The Hocking Canal was a small 19th Century canal in southern Ohio that once linked Athens to Lancaster and the Ohio and Erie Canal. It was destroyed by flooding and never rebuilt. It paralleled the Hocking River.
In 1829, southern Ohio private investors interesting to getting salt and other products to the marketplace faster decided to construct a branch canal from the Ohio and Erie Canal at Carroll, Ohio southward towards Lancaster. The Ohio Canal, running from Cleveland to Portsmouth, was the main canal, with several "tributaries" extending from it. One of the tributaries built was the Hocking Canal, connecting Athens with the Ohio Canal at Carroll, just north of Lancaster. Excavation on the "Lancaster lateral" began in 1831. This portion of the Canal was completed September 4, 1838. In the same year the Lancaster Lateral was purchased by the state. Ohio subsequently contracted to extend the canal from Lancaster to Logan, Nelsonville, Chauncey and Athens, fifty-three miles from Carroll. The 56-mile canal was completed in 1843, although much of it was officially opened two years earlier.
Salt, coal, pork products, wool and lumber were shipped out, and furniture and iron products were brought into Athens and Hocking counties via the canal. It had 26 locks, 7 culverts, and an aqueduct crossing Monday Creek south of Nelsonville. Operation of the canal never proved profitable, least of all the 15-mile stretch between Nelsonville and Athens, where a number of salt works were located. Seasonal traffic was the main problem with the canal system, as it had to be shut down in the winter when the canal froze. The owners became frustrated and the realization began to set in that this new transportation was too slow. After all, there was a speed limit of four miles per hour, and this was imposed to keep the wake created by the barges from eroding the sides of the canal!

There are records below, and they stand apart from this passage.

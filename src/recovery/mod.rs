//! Offline recovery: rebuild a replayable script from the raw pages of a
//! database file, without going through the log or the indexes.

pub mod emit;
pub mod engine;
pub mod report;
pub mod scanner;

use std::{fmt, path::PathBuf};

pub use engine::RecoveryEngine;
pub use report::{RecoveryReport, RecoveryWarning};

use crate::{
    storage::config::{DEFAULT_RECOVERY_EXTENSION, data_file_path},
    types::error::DatabaseError,
};

#[derive(Debug, Clone, PartialEq)]
pub struct RecoveryConfig {
    pub dir: PathBuf,
    pub name: String,
    /// Middle part of the script name: `<name>.<extension>.sql`.
    pub extension: String,
    /// Append the warnings as a trailing comment block.
    pub include_warnings_in_script: bool,
}

impl RecoveryConfig {
    pub fn new(dir: impl Into<PathBuf>, name: impl Into<String>) -> Self {
        Self {
            dir: dir.into(),
            name: name.into(),
            extension: DEFAULT_RECOVERY_EXTENSION.to_string(),
            include_warnings_in_script: true,
        }
    }

    pub fn with_extension(mut self, extension: impl Into<String>) -> Self {
        self.extension = extension.into();
        self
    }

    pub fn with_warnings_in_script(mut self, include: bool) -> Self {
        self.include_warnings_in_script = include;
        self
    }

    pub fn data_path(&self) -> PathBuf {
        data_file_path(&self.dir, &self.name)
    }

    pub fn script_path(&self) -> PathBuf {
        self.dir.join(format!("{}.{}.sql", self.name, self.extension))
    }
}

#[derive(Debug, Clone, Copy, PartialEq, Eq, PartialOrd, Ord, Hash)]
pub enum RecoveryPhase {
    ScanSchema,
    ScanData,
    ScanLob,
    EmitScript,
    Done,
}

impl fmt::Display for RecoveryPhase {
    fn fmt(&self, f: &mut fmt::Formatter<'_>) -> fmt::Result {
        let name = match self {
            RecoveryPhase::ScanSchema => "SCAN_SCHEMA",
            RecoveryPhase::ScanData => "SCAN_DATA",
            RecoveryPhase::ScanLob => "SCAN_LOB",
            RecoveryPhase::EmitScript => "EMIT_SCRIPT",
            RecoveryPhase::Done => "DONE",
        };
        f.write_str(name)
    }
}

/// Run every phase against `config` and write the script. Only a file that
/// cannot be opened or whose page size cannot be determined fails.
pub fn recover(config: &RecoveryConfig) -> Result<RecoveryReport, DatabaseError> {
    RecoveryEngine::open(config.clone())?.run()
}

During the American Civil War's famed Morgan's Raid, Confederate cavalry under Brig. Gen. John Hunt Morgan paused in Nelsonville and burned ten wooden canal boats. However, they failed to destroy a covered bridge over the Hocking Canal when citizens rushed to extinguish the blaze after the raiders rode off. This allowed Union cavalry to continue their pursuit of the fleeing Confederates.

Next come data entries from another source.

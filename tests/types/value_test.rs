use std::cmp::Ordering;

use lumbung::types::{
    error::DatabaseError,
    value::{
        DataType, LobKind, LobRef, Value, format_timestamp, hex_decode, hex_encode,
        parse_timestamp, quote_text,
    },
};

#[test]
fn test_value_data_types() {
    assert_eq!(Value::Null.data_type(), None);
    assert_eq!(Value::Integer(42).data_type(), Some(DataType::Integer));
    assert_eq!(Value::Real(3.5).data_type(), Some(DataType::Real));
    assert_eq!(Value::Text("hello".into()).data_type(), Some(DataType::Text));
    assert_eq!(Value::Blob(vec![1, 2]).data_type(), Some(DataType::Blob));
    assert_eq!(Value::Boolean(true).data_type(), Some(DataType::Boolean));
    assert_eq!(Value::Timestamp(0).data_type(), Some(DataType::Timestamp));
    let lob = LobRef {
        lob_id: 1,
        first_page: 2,
        length: 3,
        kind: LobKind::Blob,
    };
    assert_eq!(Value::Lob(lob).data_type(), Some(DataType::Blob));
}

#[test]
fn test_type_names() {
    assert_eq!(DataType::from_string("int").unwrap(), DataType::Integer);
    assert_eq!(DataType::from_string("BIGINT").unwrap(), DataType::Integer);
    assert_eq!(DataType::from_string("double").unwrap(), DataType::Real);
    assert_eq!(DataType::from_string("VARCHAR(255)").unwrap(), DataType::Text);
    assert_eq!(DataType::from_string("clob").unwrap(), DataType::Clob);
    assert_eq!(DataType::from_string("BLOB").unwrap(), DataType::Blob);
    assert_eq!(DataType::from_string("timestamp").unwrap(), DataType::Timestamp);
    assert!(matches!(
        DataType::from_string("GEOMETRY"),
        Err(DatabaseError::TypeMismatch { .. })
    ));

    for data_type in [
        DataType::Integer,
        DataType::Real,
        DataType::Boolean,
        DataType::Text,
        DataType::Clob,
        DataType::Blob,
        DataType::Timestamp,
    ] {
        assert_eq!(DataType::from_string(&data_type.to_string()).unwrap(), data_type);
    }
}

#[test]
fn test_value_comparison_for_indexing() {
    assert_eq!(Value::Integer(5).compare(&Value::Integer(10)), Ordering::Less);
    assert_eq!(Value::Integer(5).compare(&Value::Real(5.5)), Ordering::Less);
    assert_eq!(Value::Real(3.5).compare(&Value::Integer(4)), Ordering::Less);
    assert_eq!(
        Value::Text("apple".into()).compare(&Value::Text("banana".into())),
        Ordering::Less
    );
    assert_eq!(Value::Null.compare(&Value::Integer(0)), Ordering::Less);
    assert_eq!(Value::Null.compare(&Value::Null), Ordering::Equal);
    assert_eq!(
        Value::Timestamp(1_640_995_200).compare(&Value::Timestamp(1_672_531_200)),
        Ordering::Less
    );
}

#[test]
fn test_compare_is_total_for_reals() {
    let nan = Value::Real(f64::NAN);
    assert_eq!(nan.compare(&nan), Ordering::Equal);
    assert_ne!(nan.compare(&Value::Real(1.0)), Ordering::Equal);
}

#[test]
fn test_coercion() {
    assert_eq!(
        Value::Integer(2).coerce_to(&DataType::Real).unwrap(),
        Value::Real(2.0)
    );
    assert_eq!(
        Value::Text("2022-01-01 00:00:00".into())
            .coerce_to(&DataType::Timestamp)
            .unwrap(),
        Value::Timestamp(1_640_995_200)
    );
    assert_eq!(
        Value::Text("abc".into()).coerce_to(&DataType::Clob).unwrap(),
        Value::Text("abc".into())
    );
    assert_eq!(Value::Null.coerce_to(&DataType::Blob).unwrap(), Value::Null);
    assert!(matches!(
        Value::Text("abc".into()).coerce_to(&DataType::Integer),
        Err(DatabaseError::TypeMismatch { .. })
    ));
}

#[test]
fn test_lob_compatibility_follows_kind() {
    let clob = Value::Lob(LobRef {
        lob_id: 1,
        first_page: 5,
        length: 10,
        kind: LobKind::Clob,
    });
    assert!(clob.is_compatible_with_type(&DataType::Clob));
    assert!(!clob.is_compatible_with_type(&DataType::Blob));
    assert!(!clob.is_compatible_with_type(&DataType::Text));
}

#[test]
fn test_sql_literals() {
    assert_eq!(Value::Null.to_sql_literal(), "NULL");
    assert_eq!(Value::Integer(-3).to_sql_literal(), "-3");
    assert_eq!(Value::Real(2.0).to_sql_literal(), "2.0");
    assert_eq!(Value::Boolean(false).to_sql_literal(), "FALSE");
    assert_eq!(Value::Text("O'Brien".into()).to_sql_literal(), "'O''Brien'");
    assert_eq!(Value::Blob(vec![0xde, 0xad]).to_sql_literal(), "X'DEAD'");
    assert_eq!(
        Value::Timestamp(1_640_995_200).to_sql_literal(),
        "'2022-01-01 00:00:00'"
    );
}

#[test]
fn test_literal_helpers() {
    assert_eq!(quote_text(""), "''");
    assert_eq!(hex_encode(&[0x00, 0x0f, 0xf0]), "000FF0");
    assert_eq!(hex_decode("000ff0").unwrap(), vec![0x00, 0x0f, 0xf0]);
    assert!(hex_decode("abc").is_err());
    assert!(hex_decode("zz").is_err());
    assert_eq!(format_timestamp(0), "1970-01-01 00:00:00");
    assert_eq!(parse_timestamp("1970-01-01 00:01:00").unwrap(), 60);
    assert_eq!(parse_timestamp("86400").unwrap(), 86_400);
}

#[test]
fn test_decode_rejects_unknown_tag() {
    assert!(matches!(
        Value::decode(&[0x7f, 0, 0]),
        Err(DatabaseError::SerializationError { .. })
    ));
    assert!(Value::decode(&[]).is_err());
}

On January 20, 1869, regular passenger and freight trains were instituted between Columbus and Lancaster. The first freight train from Nelsonville arrived at Columbus, August 17th of the same year. This train, filled with coal, came from the mines of Brooks and Houston and consisted of twenty-two cars of twelve tons each. It had a small cannon aboard, the discharge of which gave notice of the approach of the train at various points along the line. The first passenger train was operated between Columbus and Athens on July 25, 1870. The Straitsville Branch was opened for traffic on January 2, 1871. At this time, mines on the line had been opened to the extent that there was a daily production of 250 cars, (twelve tons each) or 3,000 tons of coal. The Columbus & Hocking Valley Railroad Company proved a gold mine from the very beginning not only to the original investors, but for Columbus as well. The property was such a paying investment, that a move was soon started to extend the line to Toledo! Accordingly, the Columbus & Toledo Railway was incorporated in 1872, and was financed largely from local subscriptions along the line. Construction was finished and the road was opened in January 1877.
The remnants of Hocking Canal Lock 19 are located on U.S. 33 just above Nelsonville, Ohio.

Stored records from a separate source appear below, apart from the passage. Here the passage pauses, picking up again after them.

use serde::{Deserialize, Serialize};

use crate::types::{RowId, error::DatabaseError, value::Value};

#[derive(Debug, Clone, PartialEq, Serialize, Deserialize)]
pub struct Row {
    pub row_id: Option<RowId>,
    pub values: Vec<Value>,
}

impl Row {
    pub fn new(values: Vec<Value>) -> Self {
        Self {
            row_id: None,
            values,
        }
    }

    pub fn with_row_id(row_id: RowId, values: Vec<Value>) -> Self {
        Self {
            row_id: Some(row_id),
            values,
        }
    }

    pub fn get_value(&self, column_index: usize) -> Option<&Value> {
        self.values.get(column_index)
    }

    pub fn set_value(&mut self, column_index: usize, value: Value) -> Result<(), DatabaseError> {
        if column_index >= self.values.len() {
            return Err(DatabaseError::ColumnIndexOutOfBounds {
                index: column_index,
            });
        }
        self.values[column_index] = value;
        Ok(())
    }

    /// Encoded size of the value payload; the row id travels in the cell header.
    pub fn size(&self) -> usize {
        4 + self.values.iter().map(Value::serialized_size).sum::<usize>()
    }

    pub fn to_bytes(&self) -> Vec<u8> {
        let mut buffer = Vec::with_capacity(self.size());
        buffer.extend_from_slice(&(self.values.len() as u32).to_le_bytes());
        for value in &self.values {
            value.write_to(&mut buffer);
        }
        buffer
    }

    /// Decode a complete row payload. Trailing bytes are rejected so a
    /// truncated or spliced payload never yields a partial row.
    pub fn from_bytes(bytes: &[u8]) -> Result<Self, DatabaseError> {
        if bytes.len() < 4 {
            return Err(DatabaseError::SerializationError {
                details: "Incomplete value count".to_string(),
            });
        }
        let value_count = u32::from_le_bytes([bytes[0], bytes[1], bytes[2], bytes[3]]) as usize;
        let mut cursor = 4;

        // Every value needs at least its tag byte.
        if value_count > bytes.len() - cursor {
            return Err(DatabaseError::SerializationError {
                details: format!("Value count {} exceeds payload size", value_count),
            });
        }

        let mut values = Vec::with_capacity(value_count);
        for _ in 0..value_count {
            let (value, consumed) = Value::decode(&bytes[cursor..])?;
            values.push(value);
            cursor += consumed;
        }

        if cursor != bytes.len() {
            return Err(DatabaseError::SerializationError {
                details: format!("{} trailing bytes after row", bytes.len() - cursor),
            });
        }

        Ok(Row {
            row_id: None,
            values,
        })
    }
}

Repeated flooding, especially in the late 1800s, severely damaged portions of the canal, and the railroad became the favored mode of transportation. In 1890, the canal was closed. Today, remnants of the canal basin are visible in places from a modern bikeway built on the old towpath. The former Lock 19 is preserved as a park. Other remnants include dams, aqueducts, and other locks. However, the last remnants of the Hocking Canal in the city of Athens were bulldozed in 1983 to make way for a housing development.
A map of the Ohio and Erie Canal , including the Hocking Canal.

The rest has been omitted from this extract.